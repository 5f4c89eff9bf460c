//! Scene textures: the provider seam plus procedural placeholders.
//!
//! Placeholders are painted with the software [`Framebuffer`] and are fully
//! determined by their seed, so headless renders are reproducible.

use crate::constants::GRAIN_TILE_SIZE;
use crate::error::Result;
use crate::framebuffer::Framebuffer;
use crate::paint::{Bitmap, Color, Painter, Rect};
use crate::scene::{WATER_LAYER_HEIGHT, WATER_LAYER_LAYOUT};
use crate::sprite::{FrameGrid, SpriteSheet};
use glam::Vec2;
use rand::rngs::StdRng;
use rand::{Rng, SeedableRng};
use std::f32::consts::{PI, TAU};
use std::rc::Rc;

pub const RUNNER_FRAME_SIZE: u32 = 64;
pub const RUNNER_FRAMES: u32 = 6;

const WATER_STREAKS: usize = 48;
const WATER_FOAM_DOTS: usize = 200;

/// Supplies the textures scenes are built from.
pub trait AtlasProvider {
    fn runner_sheet(&mut self) -> Result<SpriteSheet>;
    fn waterfall_layers(&mut self) -> Result<Vec<Rc<Bitmap>>>;
}

/// Procedurally painted stand-ins for real artwork.
#[derive(Clone, Copy, Debug, Default)]
pub struct PlaceholderAtlases {
    pub seed: u64,
}

impl PlaceholderAtlases {
    pub fn new(seed: u64) -> Self {
        Self { seed }
    }
}

impl AtlasProvider for PlaceholderAtlases {
    fn runner_sheet(&mut self) -> Result<SpriteSheet> {
        Ok(make_runner_sheet())
    }

    fn waterfall_layers(&mut self) -> Result<Vec<Rc<Bitmap>>> {
        Ok(WATER_LAYER_LAYOUT
            .iter()
            .enumerate()
            .map(|(i, &(_, width, _))| {
                let seed = self.seed.wrapping_add(i as u64 + 1);
                Rc::new(make_waterfall_layer(width as u32, WATER_LAYER_HEIGHT, seed))
            })
            .collect())
    }
}

/// Six-frame blocky runner cycle, one row of 64×64 frames.
pub fn make_runner_sheet() -> SpriteSheet {
    let (fw, fh) = (RUNNER_FRAME_SIZE, RUNNER_FRAME_SIZE);
    let mut fb = Framebuffer::new(fw * RUNNER_FRAMES, fh);
    let body = Color::hex(0xd6e6ff);
    fb.fill_rect(
        Rect::new(0.0, 0.0, (fw * RUNNER_FRAMES) as f32, fh as f32),
        Color::hex(0x000000),
    );

    for f in 0..RUNNER_FRAMES {
        let ox = (f * fw) as f32;
        let stripe = if f % 2 == 1 {
            Color::hex(0x081019)
        } else {
            Color::hex(0x0a0f14)
        };
        fb.fill_rect(Rect::new(ox, 0.0, fw as f32, fh as f32), stripe);

        fb.fill_rect(Rect::new(ox + 28.0, 18.0, 8.0, 22.0), body);
        fb.fill_circle(Vec2::new(ox + 32.0, 12.0), 6.0, body);

        let phase = f as f32 / RUNNER_FRAMES as f32 * TAU;
        fb.fill_rect(Rect::new(ox + 28.0, 40.0, 6.0, 14.0), body);
        limb(&mut fb, Vec2::new(ox + 30.0, 48.0), phase.sin() * 10.0 * 0.08, body);
        limb(&mut fb, Vec2::new(ox + 34.0, 48.0), (phase + PI).sin() * 10.0 * 0.08, body);
        // arms swing against the legs
        limb(&mut fb, Vec2::new(ox + 26.0, 24.0), (phase + PI).sin() * 8.0 * 0.09, body);
        limb(&mut fb, Vec2::new(ox + 38.0, 24.0), phase.sin() * 8.0 * 0.09, body);

        fb.fill_rect(Rect::new(ox, 56.0, fw as f32, 4.0), Color::hex(0x152433));
    }

    SpriteSheet {
        image: Rc::new(fb.into_bitmap()),
        grid: FrameGrid {
            frame_width: fw,
            frame_height: fh,
            frame_count: RUNNER_FRAMES,
        },
    }
}

// A 4×12 limb hanging from `pivot`, rotated by `angle` radians.
fn limb(fb: &mut Framebuffer, pivot: Vec2, angle: f32, color: Color) {
    let rot = Vec2::from_angle(angle);
    let corners = [
        Vec2::new(-2.0, 0.0),
        Vec2::new(2.0, 0.0),
        Vec2::new(2.0, 12.0),
        Vec2::new(-2.0, 12.0),
    ]
    .map(|c| pivot + rot.rotate(c));
    fb.fill_polygon(&corners, color);
}

/// One water strip: vertical gradient streaks plus sparse foam.
pub fn make_waterfall_layer(width: u32, height: u32, seed: u64) -> Bitmap {
    let mut rng = StdRng::seed_from_u64(seed);
    let mut fb = Framebuffer::new(width, height);
    let (w, h) = (width as f32, height as f32);

    for _ in 0..WATER_STREAKS {
        let streak_w = rng.gen::<f32>() * 6.0 + 2.0;
        let x = rng.gen::<f32>() * w;
        let a = 0.7 + rng.gen::<f32>() * 0.3;
        for row in 0..height {
            let t = (row as f32 + 0.5) / h;
            let color = Color::rgba(
                lerp_u8(180, 140, t),
                lerp_u8(220, 180, t),
                lerp_u8(255, 220, t),
                0,
            )
            .with_alpha(a * (1.0 - 0.2 * t));
            fb.fill_rect(Rect::new(x, row as f32, streak_w, 1.0), color);
        }
    }

    let foam = Color::rgba(255, 255, 255, 0).with_alpha(0.4);
    for _ in 0..WATER_FOAM_DOTS {
        let (x, y) = (rng.gen::<f32>() * w, rng.gen::<f32>() * h);
        fb.fill_rect(Rect::new(x, y, 1.0, 1.0), foam);
    }
    fb.into_bitmap()
}

/// Opaque grey noise tile used for ISO grain.
pub fn grain_tile(seed: u64) -> Bitmap {
    let mut rng = StdRng::seed_from_u64(seed);
    let mut tile = Bitmap::new(GRAIN_TILE_SIZE, GRAIN_TILE_SIZE);
    for px in tile.pixels_mut() {
        let n: u8 = rng.gen();
        *px = [n, n, n, 255];
    }
    tile
}

fn lerp_u8(a: u8, b: u8, t: f32) -> u8 {
    (a as f32 + (b as f32 - a as f32) * t).round() as u8
}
══════
* [TASK BRIEF] Report every line in the listing that holds the word "pivot".

* [REPLY]
// A 4×12 limb hanging from `pivot`, rotated by `angle` radians.
fn limb(fb: &mut Framebuffer, pivot: Vec2, angle: f32, color: Color) {
    .map(|c| pivot + rot.rotate(c));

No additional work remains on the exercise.